Julie Simons, Associate Professor of Teaching of Applied Mathematics
Stat5: Statistics
AM11A: Mathematical Methods for Economists I
Students learned about the field of environmental economics in AM 11A. In small groups, students worked through a worksheet focused on fisheries management and carbon caps, followed by an individual reflection activity and whole class discussion. This used concepts of linear approximation, derivatives, average versus instantaneous rates of change, models and their limitations, and marginal costs which are all key concepts in AM 11A, applied to the field of environmental economic policy.

Paul Vroomen, Adjunct Professor of Electrical and Computer Engineering
CRWN 100: Fundamentals of Starting and Scaling an Organization
Vroomen challenged students to create a startup company that can meaningfully address climate change. Vroomen illustrated the urgency of the issue and how it will directly impacts the quality of life of the students in his class. This is also the introduction to the class I created for ECE in conjunction with Carson College, ECE 80G: Creating and Financing a Sustainable Startup in the Global Economy.

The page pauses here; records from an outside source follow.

use colored::Colorize;
use comfy_table::{Cell, Table};

use crate::analysis::recent_transactions;
use crate::entries::{add_expense, add_income, list_expenses, list_incomes, NewEntry};
use crate::error::{FinwiseError, Result};
use crate::fmt::money;
use crate::models::{Category, TransactionType, ALL_CATEGORIES};
use crate::session::SessionContext;

pub fn add(
    session: &SessionContext,
    kind: &str,
    amount: f64,
    category: &str,
    date: Option<String>,
    description: String,
) -> Result<()> {
    let kind = TransactionType::from_name(kind)
        .ok_or_else(|| FinwiseError::Other(format!("Unknown type '{kind}': use income or expense")))?;
    let category = Category::from_name(category).ok_or_else(|| {
        let names: Vec<&str> = ALL_CATEGORIES.iter().map(|c| c.name()).collect();
        FinwiseError::Other(format!(
            "Unknown category '{category}'. Choose one of: {}",
            names.join(", ")
        ))
    })?;
    let entry = NewEntry {
        date: date.unwrap_or_else(|| chrono::Local::now().format("%Y-%m-%d").to_string()),
        amount,
        category,
        description: description.trim().to_string(),
    };
    match kind {
        TransactionType::Income => {
            let income = add_income(session, entry)?;
            println!("Added income {} ({})", money(income.amount), income.category);
        }
        TransactionType::Expense => {
            let expense = add_expense(session, entry)?;
            println!("Added expense {} ({})", money(expense.amount), expense.category);
        }
    }
    Ok(())
}

pub fn list(session: &SessionContext, limit: usize) -> Result<()> {
    let store = &session.require_services()?.store;
    let user = session.require_user()?;
    let incomes = list_incomes(store.as_ref(), &user.uid)?;
    let expenses = list_expenses(store.as_ref(), &user.uid)?;
    let rows = recent_transactions(&incomes, &expenses, limit);
    if rows.is_empty() {
        println!("No transactions recorded. Add one with `finwise transactions add`.");
        return Ok(());
    }

    let mut table = Table::new();
    table.set_header(vec!["Date", "Type", "Category", "Description", "Amount"]);
    for t in rows {
        let (label, amount) = match t.kind {
            TransactionType::Income => ("income".green(), money(t.amount).green()),
            TransactionType::Expense => ("expense".red(), money(t.amount).red()),
        };
        table.add_row(vec![
            Cell::new(t.date),
            Cell::new(label),
            Cell::new(t.category.name()),
            Cell::new(t.description.unwrap_or_default()),
            Cell::new(amount),
        ]);
    }
    println!("Transactions\n{table}");
    Ok(())
}
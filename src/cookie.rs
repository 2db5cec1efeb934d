use std::path::{Path, PathBuf};

use crate::auth::{AuthProvider, TOKEN_TTL_SECS};
use crate::error::Result;

pub const COOKIE_NAME: &str = "token";

#[derive(Debug, Clone, PartialEq, Eq)]
pub struct TokenCookie {
    pub value: String,
    pub max_age: i64,
}

impl TokenCookie {
    pub fn new(value: String) -> Self {
        Self {
            value,
            max_age: TOKEN_TTL_SECS,
        }
    }

    pub fn to_header_value(&self) -> String {
        format!(
            "{COOKIE_NAME}={}; Path=/; Max-Age={}; Secure; HttpOnly; SameSite=Strict",
            self.value, self.max_age
        )
    }
}

pub fn cookie_path(data_dir: &Path) -> PathBuf {
    data_dir.join("cookies").join(COOKIE_NAME)
}

/// Refresh the cookie from the provider. Signed out removes it. Failures are
/// logged and otherwise ignored.
pub fn mirror_token(auth: &dyn AuthProvider, data_dir: &Path) {
    let token = match auth.id_token() {
        Ok(token) => token,
        Err(e) => {
            log::error!("Could not obtain id token: {e}");
            return;
        }
    };
    let result = match token {
        Some(value) => write_cookie(&cookie_path(data_dir), &TokenCookie::new(value)),
        None => clear_cookie(&cookie_path(data_dir)),
    };
    if let Err(e) = result {
        log::error!("Could not update token cookie: {e}");
    }
}

fn write_cookie(path: &Path, cookie: &TokenCookie) -> Result<()> {
    if let Some(parent) = path.parent() {
        std::fs::create_dir_all(parent)?;
    }
    std::fs::write(path, cookie.to_header_value())?;
    #[cfg(unix)]
    {
        use std::os::unix::fs::PermissionsExt;
        std::fs::set_permissions(path, std::fs::Permissions::from_mode(0o600))?;
    }
    log::debug!("wrote token cookie {}", path.display());
    Ok(())
}

fn clear_cookie(path: &Path) -> Result<()> {
    match std::fs::remove_file(path) {
        Ok(()) => Ok(()),
        Err(e) if e.kind() == std::io::ErrorKind::NotFound => Ok(()),
        Err(e) => Err(e.into()),
    }
}

#[cfg(test)]
mod tests {
    use super::*;
    use crate::auth::LocalAuth;
    use crate::db::{get_connection, init_db};
    use std::rc::Rc;

    #[test]
    fn test_header_value_flags() {
        let cookie = TokenCookie::new("abc".into());
        assert_eq!(
            cookie.to_header_value(),
            "token=abc; Path=/; Max-Age=3600; Secure; HttpOnly; SameSite=Strict"
        );
    }

    #[test]
    fn test_mirror_follows_sign_in_state() {
        let dir = tempfile::tempdir().unwrap();
        let conn = get_connection(&dir.path().join("test.db")).unwrap();
        init_db(&conn).unwrap();
        let auth = LocalAuth::new(Rc::new(conn));
        let data_dir = dir.path().join("data");
        let path = cookie_path(&data_dir);

        mirror_token(&auth, &data_dir);
        assert!(!path.exists());

        auth.create_user_with_email_and_password("ada@example.com", "secret123")
            .unwrap();
        mirror_token(&auth, &data_dir);
        let content = std::fs::read_to_string(&path).unwrap();
        let token = auth.id_token().unwrap().unwrap();
        assert!(content.starts_with(&format!("token={token};")));

        auth.sign_out().unwrap();
        mirror_token(&auth, &data_dir);
        assert!(!path.exists());
    }
}
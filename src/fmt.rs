/// Format a float as a dollar amount with thousands separators: $1,234.56
pub fn money(val: f64) -> String {
    let negative = val < 0.0;
    let cents = format!("{:.2}", val.abs());
    let (int_part, dec_part) = cents.split_once('.').unwrap_or((cents.as_str(), "00"));

    let mut with_commas = String::new();
    for (i, c) in int_part.chars().rev().enumerate() {
        if i > 0 && i % 3 == 0 {
            with_commas.push(',');
        }
        with_commas.push(c);
    }
    let with_commas: String = with_commas.chars().rev().collect();

    if negative {
        format!("-${with_commas}.{dec_part}")
    } else {
        format!("${with_commas}.{dec_part}")
    }
}

/// One decimal place: 60.0%
pub fn percent(rate: f64) -> String {
    format!("{rate:.1}%")
}

/// Short label for a `YYYY-MM` key: "Jan 2025".
pub fn month_label(key: &str) -> String {
    const MONTHS: [&str; 12] = [
        "Jan", "Feb", "Mar", "Apr", "May", "Jun", "Jul", "Aug", "Sep", "Oct", "Nov", "Dec",
    ];
    match key.split_once('-') {
        Some((year, month)) => match month.parse::<usize>() {
            Ok(m @ 1..=12) => format!("{} {year}", MONTHS[m - 1]),
            _ => key.to_string(),
        },
        None => key.to_string(),
    }
}
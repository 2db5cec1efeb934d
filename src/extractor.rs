use std::path::Path;

use crate::categorizer::categorize;
use crate::error::{FinwiseError, Result};
use crate::models::{Category, ExtractedTransaction, FileType, TransactionType};

pub trait StatementExtractor {
    fn extract(&self, file_path: &Path, file_type: FileType) -> Result<Vec<ExtractedTransaction>>;
}

/// Remote service when a URL is configured, local CSV parsing otherwise.
pub fn extractor_for(url: Option<&str>) -> Box<dyn StatementExtractor> {
    match url {
        #[cfg(feature = "remote-extractor")]
        Some(url) => Box::new(RemoteExtractor::new(url)),
        #[cfg(not(feature = "remote-extractor"))]
        Some(url) => {
            log::warn!("Ignoring extractor URL {url}: built without remote-extractor");
            Box::new(CsvExtractor)
        }
        None => Box::new(CsvExtractor),
    }
}

// ---------------------------------------------------------------------------
// Helpers
// ---------------------------------------------------------------------------

pub fn parse_amount(raw: &str) -> Option<f64> {
    let s = raw.replace([',', '"', '$'], "");
    let s = s.trim();
    if s.is_empty() {
        return None;
    }
    if let Some(inner) = s.strip_prefix('(').and_then(|v| v.strip_suffix(')')) {
        return inner.trim().parse::<f64>().ok().map(|v| -v);
    }
    s.parse().ok()
}

/// Accepts ISO (`2025-01-15`, `2025/01/15`) and US (`01/15/2025`) dates.
pub fn parse_date(raw: &str) -> Option<String> {
    let raw = raw.trim();
    ["%Y-%m-%d", "%Y/%m/%d", "%m/%d/%Y"]
        .iter()
        .find_map(|fmt| chrono::NaiveDate::parse_from_str(raw, fmt).ok())
        .map(|dt| dt.format("%Y-%m-%d").to_string())
}

fn parse_kind(raw: &str) -> Option<TransactionType> {
    match raw.trim().to_ascii_lowercase().as_str() {
        "income" | "credit" | "cr" | "deposit" => Some(TransactionType::Income),
        "expense" | "debit" | "dr" | "withdrawal" => Some(TransactionType::Expense),
        _ => None,
    }
}

#[derive(Debug, Default)]
struct Columns {
    date: Option<usize>,
    description: Option<usize>,
    amount: Option<usize>,
    debit: Option<usize>,
    credit: Option<usize>,
    kind: Option<usize>,
    category: Option<usize>,
}

impl Columns {
    fn from_header(record: &csv::StringRecord) -> Option<Self> {
        let mut cols = Columns::default();
        for (i, field) in record.iter().enumerate() {
            match field.trim().to_ascii_lowercase().as_str() {
                "date" | "transaction date" | "posting date" | "posted date" => {
                    cols.date.get_or_insert(i);
                }
                "description" | "payee" | "memo" | "details" | "narrative" | "name" => {
                    cols.description.get_or_insert(i);
                }
                "amount" | "transaction amount" => {
                    cols.amount.get_or_insert(i);
                }
                "debit" | "withdrawal" | "withdrawals" => {
                    cols.debit.get_or_insert(i);
                }
                "credit" | "deposit" | "deposits" => {
                    cols.credit.get_or_insert(i);
                }
                "type" | "transaction type" => {
                    cols.kind.get_or_insert(i);
                }
                "category" => {
                    cols.category.get_or_insert(i);
                }
                _ => {}
            }
        }
        let has_amount = cols.amount.is_some() || cols.debit.is_some() || cols.credit.is_some();
        (cols.date.is_some() && cols.description.is_some() && has_amount).then_some(cols)
    }

    fn field<'r>(record: &'r csv::StringRecord, idx: Option<usize>) -> Option<&'r str> {
        idx.and_then(|i| record.get(i)).map(str::trim).filter(|s| !s.is_empty())
    }

    fn row(&self, record: &csv::StringRecord) -> Option<ExtractedTransaction> {
        let date = parse_date(Self::field(record, self.date)?)?;
        let description = Self::field(record, self.description)?.to_string();
        if description.to_ascii_lowercase().contains("beginning balance") {
            return None;
        }

        let (signed, from_split_columns) = match Self::field(record, self.amount).and_then(parse_amount) {
            Some(amount) => (amount, false),
            None => {
                let debit = Self::field(record, self.debit).and_then(parse_amount);
                let credit = Self::field(record, self.credit).and_then(parse_amount);
                match (debit, credit) {
                    (Some(d), _) if d != 0.0 => (-d.abs(), true),
                    (_, Some(c)) if c != 0.0 => (c.abs(), true),
                    _ => return None,
                }
            }
        };
        if signed == 0.0 || !signed.is_finite() {
            return None;
        }

        let explicit_kind = Self::field(record, self.kind).and_then(parse_kind);
        let kind = match explicit_kind {
            Some(kind) if !from_split_columns => kind,
            _ if signed < 0.0 => TransactionType::Expense,
            _ => TransactionType::Income,
        };
        let category = Self::field(record, self.category)
            .and_then(Category::from_name)
            .unwrap_or_else(|| categorize(&description, kind));

        Some(ExtractedTransaction {
            date,
            description,
            amount: signed.abs(),
            kind,
            category,
        })
    }
}

// ---------------------------------------------------------------------------
// CsvExtractor
// ---------------------------------------------------------------------------

/// Local extraction for CSV exports. Bank preambles before the header row are skipped.
pub struct CsvExtractor;

impl CsvExtractor {
    pub fn parse_reader<R: std::io::Read>(reader: R) -> Result<Vec<ExtractedTransaction>> {
        let mut rdr = csv::ReaderBuilder::new()
            .has_headers(false)
            .flexible(true)
            .from_reader(reader);
        let mut columns: Option<Columns> = None;
        let mut rows = Vec::new();
        let mut unreadable = 0usize;

        for result in rdr.byte_records() {
            let raw = match result {
                Ok(raw) => raw,
                Err(e) => {
                    log::warn!("Skipping unreadable statement row: {e}");
                    unreadable += 1;
                    continue;
                }
            };
            // Lossy decode keeps rows from non-UTF-8 exports.
            let record: csv::StringRecord = raw.iter().map(String::from_utf8_lossy).collect();
            match &columns {
                None => columns = Columns::from_header(&record),
                Some(cols) => {
                    if let Some(txn) = cols.row(&record) {
                        rows.push(txn);
                    }
                }
            }
        }

        if unreadable > 0 {
            log::warn!("{unreadable} statement row(s) could not be read");
        }
        if columns.is_none() {
            return Err(FinwiseError::Extraction(
                "no header row with date, description and amount columns".into(),
            ));
        }
        Ok(rows)
    }
}

impl StatementExtractor for CsvExtractor {
    fn extract(&self, file_path: &Path, file_type: FileType) -> Result<Vec<ExtractedTransaction>> {
        match file_type {
            FileType::Csv => {
                let file = std::fs::File::open(file_path)?;
                Self::parse_reader(std::io::BufReader::new(file))
            }
            FileType::Pdf => Err(FinwiseError::UnsupportedFile(
                "PDF statements need an extraction service (set FINWISE_EXTRACTOR_URL)".into(),
            )),
        }
    }
}

// ---------------------------------------------------------------------------
// RemoteExtractor
// ---------------------------------------------------------------------------

#[cfg(feature = "remote-extractor")]
pub use remote::RemoteExtractor;

#[cfg(feature = "remote-extractor")]
mod remote {
    use std::path::Path;

    use reqwest::blocking::{multipart, Client};
    use serde::Deserialize;

    use super::StatementExtractor;
    use crate::error::{FinwiseError, Result};
    use crate::models::{ExtractedTransaction, FileType};

    #[derive(Deserialize)]
    #[serde(untagged)]
    enum ExtractResponse {
        Bare(Vec<ExtractedTransaction>),
        Wrapped { transactions: Vec<ExtractedTransaction> },
    }

    pub struct RemoteExtractor {
        url: String,
        client: Client,
    }

    impl RemoteExtractor {
        pub fn new(url: &str) -> Self {
            Self {
                url: url.to_string(),
                client: Client::new(),
            }
        }

        pub fn decode(body: &str) -> Result<Vec<ExtractedTransaction>> {
            let response: ExtractResponse = serde_json::from_str(body)
                .map_err(|e| FinwiseError::Extraction(format!("unexpected response: {e}")))?;
            let txns = match response {
                ExtractResponse::Bare(txns) => txns,
                ExtractResponse::Wrapped { transactions } => transactions,
            };
            Ok(txns
                .into_iter()
                .filter(|t| t.amount.is_finite())
                .map(|mut t| {
                    t.amount = t.amount.abs();
                    t
                })
                .collect())
        }
    }

    impl StatementExtractor for RemoteExtractor {
        fn extract(&self, file_path: &Path, file_type: FileType) -> Result<Vec<ExtractedTransaction>> {
            let bytes = std::fs::read(file_path)?;
            let file_name = file_path
                .file_name()
                .and_then(|n| n.to_str())
                .unwrap_or("statement")
                .to_string();
            let part = multipart::Part::bytes(bytes)
                .file_name(file_name)
                .mime_str(file_type.mime())?;
            let form = multipart::Form::new()
                .text("fileType", file_type.key())
                .part("file", part);

            log::debug!("posting {} to {}", file_path.display(), self.url);
            let response = self.client.post(&self.url).multipart(form).send()?;
            let status = response.status();
            let body = response.text()?;
            if !status.is_success() {
                log::error!("Extraction service returned {status}");
                return Err(FinwiseError::Extraction(format!("service returned {status}")));
            }
            Self::decode(&body)
        }
    }
}
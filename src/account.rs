use std::cell::Cell;
use std::rc::Rc;

use chrono::{SecondsFormat, Utc};
use serde_json::json;
use zeroize::Zeroizing;

use crate::auth::{AuthProvider, FederatedCredential};
use crate::error::{FinwiseError, Result};
use crate::models::AuthUser;
use crate::services::ServiceHandles;
use crate::store::{doc_path, DocumentStore, SetOptions};

pub struct RegisterInput {
    pub first_name: String,
    pub last_name: String,
    pub email: String,
    pub password: Zeroizing<String>,
}

pub fn profile_path(uid: &str) -> String {
    doc_path(&["users", uid])
}

fn now_rfc3339() -> String {
    Utc::now().to_rfc3339_opts(SecondsFormat::Millis, true)
}

/// Runs one submission at a time against the auth provider.
pub struct AuthFlow {
    auth: Rc<dyn AuthProvider>,
    store: Rc<dyn DocumentStore>,
    is_submitting: Cell<bool>,
}

struct Submitting<'a>(&'a Cell<bool>);

impl Drop for Submitting<'_> {
    fn drop(&mut self) {
        self.0.set(false);
    }
}

impl AuthFlow {
    pub fn new(services: &ServiceHandles) -> Self {
        Self {
            auth: Rc::clone(&services.auth),
            store: Rc::clone(&services.store),
            is_submitting: Cell::new(false),
        }
    }

    #[cfg(test)]
    pub fn is_submitting(&self) -> bool {
        self.is_submitting.get()
    }

    fn begin(&self) -> Result<Submitting<'_>> {
        if self.is_submitting.replace(true) {
            return Err(FinwiseError::Other("A submission is already in progress".into()));
        }
        Ok(Submitting(&self.is_submitting))
    }

    pub fn register(&self, input: &RegisterInput) -> Result<AuthUser> {
        let _guard = self.begin()?;
        self.try_register(input)
            .inspect_err(|e| log::error!("Registration failed: {e}"))
    }

    fn try_register(&self, input: &RegisterInput) -> Result<AuthUser> {
        let first = input.first_name.trim();
        let last = input.last_name.trim();
        if first.is_empty() || last.is_empty() {
            return Err(FinwiseError::Other("First and last name are required".into()));
        }
        let mut user = self
            .auth
            .create_user_with_email_and_password(&input.email, &input.password)?;
        let display_name = format!("{first} {last}");
        self.auth.update_profile(&user.uid, &display_name)?;
        user.display_name = Some(display_name);

        self.store.set(
            &profile_path(&user.uid),
            json!({
                "id": user.uid,
                "firstName": first,
                "lastName": last,
                "email": user.email,
                "registrationDate": now_rfc3339(),
            }),
            SetOptions::merge(),
        )?;
        log::info!("Registered {}", user.uid);
        Ok(user)
    }

    pub fn login_email(&self, email: &str, password: &str) -> Result<AuthUser> {
        let _guard = self.begin()?;
        self.auth
            .sign_in_with_email_and_password(email, password)
            .inspect_err(|e| log::error!("Sign-in failed: {e}"))
    }

    /// Google sign-in. The profile document is merge-written so an existing
    /// profile keeps its other fields.
    pub fn login_google(&self, credential: &FederatedCredential) -> Result<AuthUser> {
        let _guard = self.begin()?;
        self.try_login_google(credential)
            .inspect_err(|e| log::error!("Google sign-in failed: {e}"))
    }

    fn try_login_google(&self, credential: &FederatedCredential) -> Result<AuthUser> {
        let user = self.auth.sign_in_with_federated(credential)?;
        self.store.set(
            &profile_path(&user.uid),
            json!({
                "id": user.uid,
                "email": user.email,
                "registrationDate": now_rfc3339(),
            }),
            SetOptions::merge(),
        )?;
        Ok(user)
    }

    pub fn logout(&self) -> Result<()> {
        match self.auth.current_user() {
            Some(user) => log::info!("Signing out {}", user.uid),
            None => log::debug!("Sign-out requested with no signed-in user"),
        }
        self.auth.sign_out()
    }
}
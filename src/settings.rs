use std::path::PathBuf;

use serde::{Deserialize, Serialize};

use crate::error::{FinwiseError, Result};

#[derive(Debug, Clone, Serialize, Deserialize)]
pub struct Settings {
    pub data_dir: String,
    /// Used when FINWISE_EXTRACTOR_URL is not set.
    #[serde(default)]
    pub extractor_url: Option<String>,
    #[serde(default = "default_log_level")]
    pub log_level: String,
}

fn default_log_level() -> String {
    "warn".to_string()
}

impl Default for Settings {
    fn default() -> Self {
        Self {
            data_dir: default_data_dir().to_string_lossy().to_string(),
            extractor_url: None,
            log_level: default_log_level(),
        }
    }
}

fn config_dir() -> PathBuf {
    dirs::home_dir()
        .unwrap_or_else(|| PathBuf::from("."))
        .join(".config")
        .join("finwise")
}

fn settings_path() -> PathBuf {
    config_dir().join("settings.json")
}

pub fn settings_file_exists() -> bool {
    settings_path().exists()
}

fn default_data_dir() -> PathBuf {
    dirs::home_dir()
        .unwrap_or_else(|| PathBuf::from("."))
        .join(".local")
        .join("share")
        .join("finwise")
}

pub fn load_settings() -> Settings {
    let path = settings_path();
    if path.exists() {
        let content = std::fs::read_to_string(&path).unwrap_or_default();
        serde_json::from_str(&content).unwrap_or_default()
    } else {
        Settings::default()
    }
}

pub fn save_settings(settings: &Settings) -> Result<()> {
    let dir = config_dir();
    std::fs::create_dir_all(&dir)?;
    let json = serde_json::to_string_pretty(settings)
        .map_err(|e| FinwiseError::Settings(e.to_string()))?;
    std::fs::write(settings_path(), format!("{json}\n"))?;
    Ok(())
}

pub fn shellexpand_path(path: &str) -> String {
    if path.starts_with('~') {
        if let Some(home) = dirs::home_dir() {
            return path.replacen('~', &home.to_string_lossy(), 1);
        }
    }
    std::fs::canonicalize(path)
        .unwrap_or_else(|_| PathBuf::from(path))
        .to_string_lossy()
        .to_string()
}
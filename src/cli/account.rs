use colored::Colorize;

use crate::account::{AuthFlow, RegisterInput};
use crate::auth::FederatedCredential;
use crate::cli::read_password;
use crate::error::Result;
use crate::models::AuthUser;
use crate::session::{self, SessionContext};

fn describe(user: &AuthUser) -> String {
    match (&user.display_name, &user.email) {
        (Some(name), Some(email)) => format!("{name} <{email}>"),
        (None, Some(email)) => email.clone(),
        (Some(name), None) => name.clone(),
        (None, None) => user.uid.clone(),
    }
}

pub fn register(
    session: &SessionContext,
    first_name: String,
    last_name: String,
    email: String,
    password_stdin: bool,
) -> Result<()> {
    let flow = AuthFlow::new(session.require_services()?);
    let input = RegisterInput {
        first_name,
        last_name,
        email,
        password: read_password(password_stdin)?,
    };
    let user = flow.register(&input)?;
    println!("Welcome, {}. You're signed in.", describe(&user));
    Ok(())
}

pub fn login(
    session: &SessionContext,
    email: &str,
    google: bool,
    google_id: Option<&str>,
    password_stdin: bool,
) -> Result<()> {
    let flow = AuthFlow::new(session.require_services()?);
    let user = if google {
        let subject = google_id.unwrap_or(email).trim().to_ascii_lowercase();
        flow.login_google(&FederatedCredential::google(&subject, email))?
    } else {
        let password = read_password(password_stdin)?;
        flow.login_email(email, &password)?
    };
    println!("Signed in as {}", describe(&user));
    Ok(())
}

pub fn logout(session: &SessionContext) -> Result<()> {
    let flow = AuthFlow::new(session.require_services()?);
    flow.logout()?;
    println!("Signed out.");
    Ok(())
}

pub fn status(session: &SessionContext, data_dir: &std::path::Path) -> Result<()> {
    println!("Data dir:   {}", data_dir.display());
    let Some(app) = session::app(Some(session)) else {
        println!("Backend:    {}", "services unavailable".yellow());
        println!();
        println!("Set FINWISE_API_KEY and FINWISE_PROJECT_ID (or add them to .env) to enable sign-in and uploads.");
        return Ok(());
    };
    println!("Project:    {}", app.project_id());
    println!("Database:   {}", app.db_path().display());

    let state = session::user(Some(session));
    let line = match (state.is_user_loading, state.user_error, state.user) {
        (true, _, _) => "loading".normal(),
        (false, Some(e), _) => format!("error: {e}").red(),
        (false, None, Some(user)) => format!("signed in as {}", describe(&user)).green(),
        (false, None, None) => "not signed in".yellow(),
    };
    println!("Session:    {line}");
    Ok(())
}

Yu Zhang, Assistant Professor of Electrical and Computer Engineering
ECE 180J Advanced Renewable Energy Sources, Storage, and Smart Grids
Zhang encouraged students to engage with Climate Week events. He hosted a short in-class brainstorming session to help students connect their group project ideas with themes from the talks in Climate Week, such as AI-driven data centers and renewable-powered AgTech. The discussions were energizing and well-received.
His Ph.D. student Shourya Bose presented their project “Foundation AI Models for Catalyst Discovery” at the UC Climate Tech Showcase in San Francisco. Zhang is grateful for the support from the CITRIS I2P program (co-funded by Climate Action Solutions grant) and the Frontier Fellowship that made this work possible.